» **Problem description**: Output every entry exactly as written.

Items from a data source

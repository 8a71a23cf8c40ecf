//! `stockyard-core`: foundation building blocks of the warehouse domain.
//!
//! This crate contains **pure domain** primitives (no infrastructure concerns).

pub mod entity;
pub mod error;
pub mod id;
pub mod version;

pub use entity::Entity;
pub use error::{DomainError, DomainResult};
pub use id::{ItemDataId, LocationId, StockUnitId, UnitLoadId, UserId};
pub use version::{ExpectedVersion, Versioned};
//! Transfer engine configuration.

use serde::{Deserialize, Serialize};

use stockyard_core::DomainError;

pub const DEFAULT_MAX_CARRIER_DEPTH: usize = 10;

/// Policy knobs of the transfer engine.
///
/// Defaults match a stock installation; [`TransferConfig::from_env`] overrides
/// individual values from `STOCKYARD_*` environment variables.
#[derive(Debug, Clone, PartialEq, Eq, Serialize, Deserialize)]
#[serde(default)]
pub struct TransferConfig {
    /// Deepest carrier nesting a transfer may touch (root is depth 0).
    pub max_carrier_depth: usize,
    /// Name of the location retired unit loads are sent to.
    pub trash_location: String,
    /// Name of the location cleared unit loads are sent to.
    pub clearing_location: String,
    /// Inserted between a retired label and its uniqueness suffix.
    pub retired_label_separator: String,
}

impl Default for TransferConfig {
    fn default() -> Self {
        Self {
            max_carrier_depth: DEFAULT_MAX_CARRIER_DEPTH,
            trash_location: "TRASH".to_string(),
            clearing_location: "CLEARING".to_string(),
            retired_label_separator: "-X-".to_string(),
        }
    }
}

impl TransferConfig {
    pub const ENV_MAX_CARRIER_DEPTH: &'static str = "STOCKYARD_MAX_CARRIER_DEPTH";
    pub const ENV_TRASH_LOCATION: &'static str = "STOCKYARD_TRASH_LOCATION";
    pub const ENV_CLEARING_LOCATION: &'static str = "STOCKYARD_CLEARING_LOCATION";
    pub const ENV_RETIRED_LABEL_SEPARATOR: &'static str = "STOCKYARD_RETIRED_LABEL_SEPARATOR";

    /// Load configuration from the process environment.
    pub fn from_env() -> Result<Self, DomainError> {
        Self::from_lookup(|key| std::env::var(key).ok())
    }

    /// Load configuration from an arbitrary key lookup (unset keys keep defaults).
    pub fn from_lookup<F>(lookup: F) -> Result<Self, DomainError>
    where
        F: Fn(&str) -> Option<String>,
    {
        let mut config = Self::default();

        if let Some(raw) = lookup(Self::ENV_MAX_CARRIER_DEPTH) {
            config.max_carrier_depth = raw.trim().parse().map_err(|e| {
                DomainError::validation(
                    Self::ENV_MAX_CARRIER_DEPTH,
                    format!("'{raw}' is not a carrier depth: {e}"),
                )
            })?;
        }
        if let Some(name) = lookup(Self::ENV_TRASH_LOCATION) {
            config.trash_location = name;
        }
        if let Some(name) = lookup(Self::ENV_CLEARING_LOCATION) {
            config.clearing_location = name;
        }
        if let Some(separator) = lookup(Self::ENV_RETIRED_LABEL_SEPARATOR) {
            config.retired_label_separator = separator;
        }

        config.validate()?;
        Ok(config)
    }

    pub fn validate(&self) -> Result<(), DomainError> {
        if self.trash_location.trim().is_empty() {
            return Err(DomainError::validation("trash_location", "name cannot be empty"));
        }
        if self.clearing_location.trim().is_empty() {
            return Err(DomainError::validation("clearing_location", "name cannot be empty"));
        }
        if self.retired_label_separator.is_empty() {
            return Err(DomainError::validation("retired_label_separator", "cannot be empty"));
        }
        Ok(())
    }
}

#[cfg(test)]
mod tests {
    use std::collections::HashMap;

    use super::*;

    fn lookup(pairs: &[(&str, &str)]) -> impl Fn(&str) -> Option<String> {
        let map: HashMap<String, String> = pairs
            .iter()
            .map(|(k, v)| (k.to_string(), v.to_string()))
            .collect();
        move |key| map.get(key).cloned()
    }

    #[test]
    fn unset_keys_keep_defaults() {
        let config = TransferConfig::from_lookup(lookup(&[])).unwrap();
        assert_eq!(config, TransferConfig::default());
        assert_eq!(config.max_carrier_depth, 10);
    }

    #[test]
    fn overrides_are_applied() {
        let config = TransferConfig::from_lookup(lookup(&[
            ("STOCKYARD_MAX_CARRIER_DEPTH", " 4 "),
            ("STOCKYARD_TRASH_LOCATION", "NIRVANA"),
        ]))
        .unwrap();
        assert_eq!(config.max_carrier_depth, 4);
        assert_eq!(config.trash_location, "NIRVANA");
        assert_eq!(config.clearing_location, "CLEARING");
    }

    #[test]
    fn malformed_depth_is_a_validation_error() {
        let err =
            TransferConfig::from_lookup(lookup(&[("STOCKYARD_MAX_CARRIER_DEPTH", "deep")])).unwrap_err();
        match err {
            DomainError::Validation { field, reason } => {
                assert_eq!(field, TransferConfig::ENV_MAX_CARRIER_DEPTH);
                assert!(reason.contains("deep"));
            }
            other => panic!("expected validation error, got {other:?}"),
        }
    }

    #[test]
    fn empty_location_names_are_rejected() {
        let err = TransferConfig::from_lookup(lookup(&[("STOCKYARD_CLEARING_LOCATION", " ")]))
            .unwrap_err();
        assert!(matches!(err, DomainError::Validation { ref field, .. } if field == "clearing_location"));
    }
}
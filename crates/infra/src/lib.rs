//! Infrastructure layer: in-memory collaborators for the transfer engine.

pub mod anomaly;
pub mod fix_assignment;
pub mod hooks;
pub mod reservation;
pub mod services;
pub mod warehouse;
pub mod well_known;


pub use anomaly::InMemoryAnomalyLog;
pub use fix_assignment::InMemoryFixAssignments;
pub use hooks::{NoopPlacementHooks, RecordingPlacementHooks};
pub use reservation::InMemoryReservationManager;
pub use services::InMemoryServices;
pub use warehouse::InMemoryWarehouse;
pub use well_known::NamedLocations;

» **Result**:
repository 8a71a23cf8c40ecf
//! `stockyard-core`: foundation building blocks of the warehouse domain.
//!
//! This crate contains **pure domain** primitives (no infrastructure concerns).

pub mod entity;
pub mod error;
pub mod id;
pub mod version;

pub use entity::Entity;
pub use error::{DomainError, DomainResult};
pub use id::{ItemDataId, LocationId, StockUnitId, UnitLoadId, UserId};
pub use version::{ExpectedVersion, Versioned};
//! Transfer engine configuration.

use serde::{Deserialize, Serialize};

use stockyard_core::DomainError;

pub const DEFAULT_MAX_CARRIER_DEPTH: usize = 10;

/// Policy knobs of the transfer engine.
///
/// Defaults match a stock installation; [`TransferConfig::from_env`] overrides
/// individual values from `STOCKYARD_*` environment variables.
#[derive(Debug, Clone, PartialEq, Eq, Serialize, Deserialize)]
#[serde(default)]
pub struct TransferConfig {
    /// Deepest carrier nesting a transfer may touch (root is depth 0).
    pub max_carrier_depth: usize,
    /// Name of the location retired unit loads are sent to.
    pub trash_location: String,
    /// Name of the location cleared unit loads are sent to.
    pub clearing_location: String,
    /// Inserted between a retired label and its uniqueness suffix.
    pub retired_label_separator: String,
}

impl Default for TransferConfig {
    fn default() -> Self {
        Self {
            max_carrier_depth: DEFAULT_MAX_CARRIER_DEPTH,
            trash_location: "TRASH".to_string(),
            clearing_location: "CLEARING".to_string(),
            retired_label_separator: "-X-".to_string(),
        }
    }
}

impl TransferConfig {
    pub const ENV_MAX_CARRIER_DEPTH: &'static str = "STOCKYARD_MAX_CARRIER_DEPTH";
    pub const ENV_TRASH_LOCATION: &'static str = "STOCKYARD_TRASH_LOCATION";
    pub const ENV_CLEARING_LOCATION: &'static str = "STOCKYARD_CLEARING_LOCATION";
    pub const ENV_RETIRED_LABEL_SEPARATOR: &'static str = "STOCKYARD_RETIRED_LABEL_SEPARATOR";

    /// Load configuration from the process environment.
    pub fn from_env() -> Result<Self, DomainError> {
        Self::from_lookup(|key| std::env::var(key).ok())
    }

    /// Load configuration from an arbitrary key lookup (unset keys keep defaults).
    pub fn from_lookup<F>(lookup: F) -> Result<Self, DomainError>
    where
        F: Fn(&str) -> Option<String>,
    {
        let mut config = Self::default();

        if let Some(raw) = lookup(Self::ENV_MAX_CARRIER_DEPTH) {
            config.max_carrier_depth = raw.trim().parse().map_err(|e| {
                DomainError::validation(
                    Self::ENV_MAX_CARRIER_DEPTH,
                    format!("'{raw}' is not a carrier depth: {e}"),
                )
            })?;
        }
        if let Some(name) = lookup(Self::ENV_TRASH_LOCATION) {
            config.trash_location = name;
        }
        if let Some(name) = lookup(Self::ENV_CLEARING_LOCATION) {
            config.clearing_location = name;
        }
        if let Some(separator) = lookup(Self::ENV_RETIRED_LABEL_SEPARATOR) {
            config.retired_label_separator = separator;
        }

        config.validate()?;
        Ok(config)
    }

    pub fn validate(&self) -> Result<(), DomainError> {
        if self.trash_location.trim().is_empty() {
            return Err(DomainError::validation("trash_location", "name cannot be empty"));
        }
        if self.clearing_location.trim().is_empty() {
            return Err(DomainError::validation("clearing_location", "name cannot be empty"));
        }
        if self.retired_label_separator.is_empty() {
            return Err(DomainError::validation("retired_label_separator", "cannot be empty"));
        }
        Ok(())
    }
}

#[cfg(test)]
mod tests {
    use std::collections::HashMap;

    use super::*;

    fn lookup(pairs: &[(&str, &str)]) -> impl Fn(&str) -> Option<String> {
        let map: HashMap<String, String> = pairs
            .iter()
            .map(|(k, v)| (k.to_string(), v.to_string()))
            .collect();
        move |key| map.get(key).cloned()
    }

    #[test]
    fn unset_keys_keep_defaults() {
        let config = TransferConfig::from_lookup(lookup(&[])).unwrap();
        assert_eq!(config, TransferConfig::default());
        assert_eq!(config.max_carrier_depth, 10);
    }

    #[test]
    fn overrides_are_applied() {
        let config = TransferConfig::from_lookup(lookup(&[
            ("STOCKYARD_MAX_CARRIER_DEPTH", " 4 "),
            ("STOCKYARD_TRASH_LOCATION", "NIRVANA"),
        ]))
        .unwrap();
        assert_eq!(config.max_carrier_depth, 4);
        assert_eq!(config.trash_location, "NIRVANA");
        assert_eq!(config.clearing_location, "CLEARING");
    }

    #[test]
    fn malformed_depth_is_a_validation_error() {
        let err =
            TransferConfig::from_lookup(lookup(&[("STOCKYARD_MAX_CARRIER_DEPTH", "deep")])).unwrap_err();
        match err {
            DomainError::Validation { field, reason } => {
                assert_eq!(field, TransferConfig::ENV_MAX_CARRIER_DEPTH);
                assert!(reason.contains("deep"));
            }
            other => panic!("expected validation error, got {other:?}"),
        }
    }

    #[test]
    fn empty_location_names_are_rejected() {
        let err = TransferConfig::from_lookup(lookup(&[("STOCKYARD_CLEARING_LOCATION", " ")]))
            .unwrap_err();
        assert!(matches!(err, DomainError::Validation { ref field, .. } if field == "clearing_location"));
    }
}
filename crates/infra/src/lib.rs
//! Infrastructure layer: in-memory collaborators for the transfer engine.

pub mod anomaly;
pub mod fix_assignment;
pub mod hooks;
pub mod reservation;
pub mod services;
pub mod warehouse;
pub mod well_known;


pub use anomaly::InMemoryAnomalyLog;
pub use fix_assignment::InMemoryFixAssignments;
pub use hooks::{NoopPlacementHooks, RecordingPlacementHooks};
pub use reservation::InMemoryReservationManager;
pub use services::InMemoryServices;
pub use warehouse::InMemoryWarehouse;
pub use well_known::NamedLocations;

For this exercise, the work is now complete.